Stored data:

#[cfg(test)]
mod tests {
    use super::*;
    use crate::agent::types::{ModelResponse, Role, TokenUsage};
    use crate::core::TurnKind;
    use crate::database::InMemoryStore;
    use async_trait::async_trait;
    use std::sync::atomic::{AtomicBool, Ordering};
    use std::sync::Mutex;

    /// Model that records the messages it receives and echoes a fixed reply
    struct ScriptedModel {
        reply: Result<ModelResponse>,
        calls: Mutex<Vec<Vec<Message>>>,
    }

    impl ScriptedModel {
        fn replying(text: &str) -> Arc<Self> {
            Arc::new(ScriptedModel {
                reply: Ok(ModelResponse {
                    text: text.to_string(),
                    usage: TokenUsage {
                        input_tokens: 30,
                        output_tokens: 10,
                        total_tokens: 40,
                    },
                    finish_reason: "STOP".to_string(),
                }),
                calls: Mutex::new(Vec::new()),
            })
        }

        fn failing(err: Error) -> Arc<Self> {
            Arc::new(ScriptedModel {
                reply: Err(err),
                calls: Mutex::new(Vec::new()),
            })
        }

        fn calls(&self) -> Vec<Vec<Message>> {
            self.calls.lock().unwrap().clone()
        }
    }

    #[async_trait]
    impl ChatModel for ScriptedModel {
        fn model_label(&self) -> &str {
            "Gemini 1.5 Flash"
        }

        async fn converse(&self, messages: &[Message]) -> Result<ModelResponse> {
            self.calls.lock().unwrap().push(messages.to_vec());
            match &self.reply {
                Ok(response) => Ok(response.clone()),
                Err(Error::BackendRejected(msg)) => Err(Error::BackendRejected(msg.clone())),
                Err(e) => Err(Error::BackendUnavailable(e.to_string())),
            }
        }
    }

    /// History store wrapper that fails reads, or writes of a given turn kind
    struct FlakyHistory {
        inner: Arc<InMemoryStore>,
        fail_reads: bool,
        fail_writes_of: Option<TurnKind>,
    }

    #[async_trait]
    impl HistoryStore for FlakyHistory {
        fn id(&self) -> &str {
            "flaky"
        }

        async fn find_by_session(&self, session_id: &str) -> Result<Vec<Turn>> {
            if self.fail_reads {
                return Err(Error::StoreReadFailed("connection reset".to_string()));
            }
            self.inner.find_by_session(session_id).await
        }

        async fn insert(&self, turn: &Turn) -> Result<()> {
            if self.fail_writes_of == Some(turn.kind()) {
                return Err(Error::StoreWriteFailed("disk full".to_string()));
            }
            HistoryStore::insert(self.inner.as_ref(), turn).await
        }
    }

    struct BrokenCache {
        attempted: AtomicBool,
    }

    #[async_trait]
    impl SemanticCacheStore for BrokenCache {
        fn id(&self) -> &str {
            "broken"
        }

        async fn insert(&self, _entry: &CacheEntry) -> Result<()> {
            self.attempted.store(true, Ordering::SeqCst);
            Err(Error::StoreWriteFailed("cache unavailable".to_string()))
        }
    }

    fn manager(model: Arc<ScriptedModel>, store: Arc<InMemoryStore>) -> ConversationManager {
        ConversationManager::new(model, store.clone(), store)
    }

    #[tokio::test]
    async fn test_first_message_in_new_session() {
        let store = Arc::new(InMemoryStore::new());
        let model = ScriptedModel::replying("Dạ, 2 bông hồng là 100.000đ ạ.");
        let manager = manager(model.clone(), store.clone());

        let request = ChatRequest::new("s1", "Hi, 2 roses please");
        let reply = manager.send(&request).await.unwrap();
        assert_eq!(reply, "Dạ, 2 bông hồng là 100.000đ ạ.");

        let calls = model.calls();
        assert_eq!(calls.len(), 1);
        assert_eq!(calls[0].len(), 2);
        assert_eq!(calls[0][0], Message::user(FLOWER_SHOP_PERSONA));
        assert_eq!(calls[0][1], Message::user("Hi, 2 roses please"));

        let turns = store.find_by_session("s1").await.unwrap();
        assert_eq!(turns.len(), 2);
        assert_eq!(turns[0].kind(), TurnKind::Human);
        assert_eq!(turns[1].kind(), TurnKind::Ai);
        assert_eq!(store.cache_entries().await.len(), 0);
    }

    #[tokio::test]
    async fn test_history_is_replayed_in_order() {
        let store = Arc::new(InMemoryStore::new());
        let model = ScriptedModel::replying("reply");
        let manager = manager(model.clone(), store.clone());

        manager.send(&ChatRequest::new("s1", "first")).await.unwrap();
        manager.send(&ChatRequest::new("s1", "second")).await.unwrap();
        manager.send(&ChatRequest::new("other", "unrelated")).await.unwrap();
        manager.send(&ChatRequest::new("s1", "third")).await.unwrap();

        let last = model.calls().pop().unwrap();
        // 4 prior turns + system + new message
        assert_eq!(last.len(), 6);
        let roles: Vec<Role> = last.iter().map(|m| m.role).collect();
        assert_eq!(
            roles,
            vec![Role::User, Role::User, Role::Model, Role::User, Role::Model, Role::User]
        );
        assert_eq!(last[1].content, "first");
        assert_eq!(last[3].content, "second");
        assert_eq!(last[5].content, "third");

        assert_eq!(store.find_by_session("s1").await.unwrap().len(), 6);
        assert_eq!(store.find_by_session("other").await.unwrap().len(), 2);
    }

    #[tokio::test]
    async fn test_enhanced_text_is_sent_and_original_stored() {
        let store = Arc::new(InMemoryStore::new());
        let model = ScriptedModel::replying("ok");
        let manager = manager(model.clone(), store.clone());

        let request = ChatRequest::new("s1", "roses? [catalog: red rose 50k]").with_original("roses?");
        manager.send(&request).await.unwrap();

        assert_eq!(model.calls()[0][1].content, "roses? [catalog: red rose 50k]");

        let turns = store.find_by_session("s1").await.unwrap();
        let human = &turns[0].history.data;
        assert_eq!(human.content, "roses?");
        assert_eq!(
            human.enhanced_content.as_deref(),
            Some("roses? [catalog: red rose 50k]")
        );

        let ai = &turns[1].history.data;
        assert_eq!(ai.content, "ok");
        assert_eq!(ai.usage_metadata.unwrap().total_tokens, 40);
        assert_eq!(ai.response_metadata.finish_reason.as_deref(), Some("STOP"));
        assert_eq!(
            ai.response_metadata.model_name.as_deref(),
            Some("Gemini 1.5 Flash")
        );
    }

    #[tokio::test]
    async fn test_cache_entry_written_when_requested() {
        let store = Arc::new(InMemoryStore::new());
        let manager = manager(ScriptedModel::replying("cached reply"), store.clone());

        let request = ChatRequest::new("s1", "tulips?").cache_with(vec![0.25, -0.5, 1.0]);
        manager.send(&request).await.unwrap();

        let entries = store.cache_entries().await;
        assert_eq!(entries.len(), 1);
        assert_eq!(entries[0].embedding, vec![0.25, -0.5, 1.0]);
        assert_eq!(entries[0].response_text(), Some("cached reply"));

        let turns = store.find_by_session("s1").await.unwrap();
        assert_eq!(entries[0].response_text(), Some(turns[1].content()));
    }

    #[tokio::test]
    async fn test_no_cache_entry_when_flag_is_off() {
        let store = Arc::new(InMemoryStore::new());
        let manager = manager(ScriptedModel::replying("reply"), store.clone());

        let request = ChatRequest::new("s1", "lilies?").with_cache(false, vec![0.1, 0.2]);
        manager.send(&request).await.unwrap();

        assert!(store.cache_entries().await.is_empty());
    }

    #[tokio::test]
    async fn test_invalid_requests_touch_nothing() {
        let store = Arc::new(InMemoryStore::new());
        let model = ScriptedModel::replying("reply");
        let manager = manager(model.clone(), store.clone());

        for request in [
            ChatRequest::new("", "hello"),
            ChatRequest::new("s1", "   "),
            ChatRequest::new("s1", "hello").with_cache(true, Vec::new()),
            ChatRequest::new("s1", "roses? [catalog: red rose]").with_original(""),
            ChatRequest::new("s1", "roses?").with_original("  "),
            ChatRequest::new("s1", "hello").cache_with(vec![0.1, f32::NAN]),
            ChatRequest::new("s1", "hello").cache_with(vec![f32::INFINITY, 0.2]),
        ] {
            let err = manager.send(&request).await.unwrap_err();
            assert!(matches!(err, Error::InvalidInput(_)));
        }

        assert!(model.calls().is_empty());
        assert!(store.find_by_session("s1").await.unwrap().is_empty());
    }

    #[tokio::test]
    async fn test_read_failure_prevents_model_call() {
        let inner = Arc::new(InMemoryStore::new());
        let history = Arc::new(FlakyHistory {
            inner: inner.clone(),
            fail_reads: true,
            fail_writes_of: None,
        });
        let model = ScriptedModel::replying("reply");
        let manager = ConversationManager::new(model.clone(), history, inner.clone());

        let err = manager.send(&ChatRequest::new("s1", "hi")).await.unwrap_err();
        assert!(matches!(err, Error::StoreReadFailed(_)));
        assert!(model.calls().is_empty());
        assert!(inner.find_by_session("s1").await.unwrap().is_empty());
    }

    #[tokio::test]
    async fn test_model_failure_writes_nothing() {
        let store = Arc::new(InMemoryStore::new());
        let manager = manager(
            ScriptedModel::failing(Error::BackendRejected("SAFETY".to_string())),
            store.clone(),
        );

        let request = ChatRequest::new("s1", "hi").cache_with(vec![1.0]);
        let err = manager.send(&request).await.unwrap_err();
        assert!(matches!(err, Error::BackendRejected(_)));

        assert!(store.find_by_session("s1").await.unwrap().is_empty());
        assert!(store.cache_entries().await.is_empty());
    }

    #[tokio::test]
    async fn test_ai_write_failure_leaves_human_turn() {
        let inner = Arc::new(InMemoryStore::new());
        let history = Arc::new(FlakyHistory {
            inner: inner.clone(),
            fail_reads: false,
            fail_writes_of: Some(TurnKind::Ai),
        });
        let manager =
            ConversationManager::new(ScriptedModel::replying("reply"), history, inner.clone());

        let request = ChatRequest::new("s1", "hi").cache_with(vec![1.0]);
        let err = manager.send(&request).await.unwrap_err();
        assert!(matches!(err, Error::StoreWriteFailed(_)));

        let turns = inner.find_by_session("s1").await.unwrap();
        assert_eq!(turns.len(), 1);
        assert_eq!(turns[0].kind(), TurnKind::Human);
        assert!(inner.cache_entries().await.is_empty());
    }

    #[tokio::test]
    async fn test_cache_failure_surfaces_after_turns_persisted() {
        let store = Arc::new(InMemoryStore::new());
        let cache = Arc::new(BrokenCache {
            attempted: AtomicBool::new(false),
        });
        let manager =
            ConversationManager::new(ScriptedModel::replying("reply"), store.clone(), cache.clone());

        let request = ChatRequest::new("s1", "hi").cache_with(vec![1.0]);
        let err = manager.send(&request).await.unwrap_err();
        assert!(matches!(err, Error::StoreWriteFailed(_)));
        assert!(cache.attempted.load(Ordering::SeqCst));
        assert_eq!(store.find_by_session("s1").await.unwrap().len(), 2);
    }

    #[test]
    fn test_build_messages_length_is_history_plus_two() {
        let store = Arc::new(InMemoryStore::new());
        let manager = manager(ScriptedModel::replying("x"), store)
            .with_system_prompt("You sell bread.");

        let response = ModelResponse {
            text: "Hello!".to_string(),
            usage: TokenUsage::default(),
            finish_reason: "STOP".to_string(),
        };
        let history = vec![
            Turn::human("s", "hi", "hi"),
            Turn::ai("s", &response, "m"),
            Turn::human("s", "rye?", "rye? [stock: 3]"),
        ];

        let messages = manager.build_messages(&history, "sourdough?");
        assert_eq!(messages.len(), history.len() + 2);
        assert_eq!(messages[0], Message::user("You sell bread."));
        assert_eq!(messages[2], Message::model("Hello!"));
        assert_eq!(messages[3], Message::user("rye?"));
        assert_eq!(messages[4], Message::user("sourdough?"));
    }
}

■ Problem requirements ■
Line count for "last": determine it from the data and answer with the number by itself.

■ Result of the task ■
6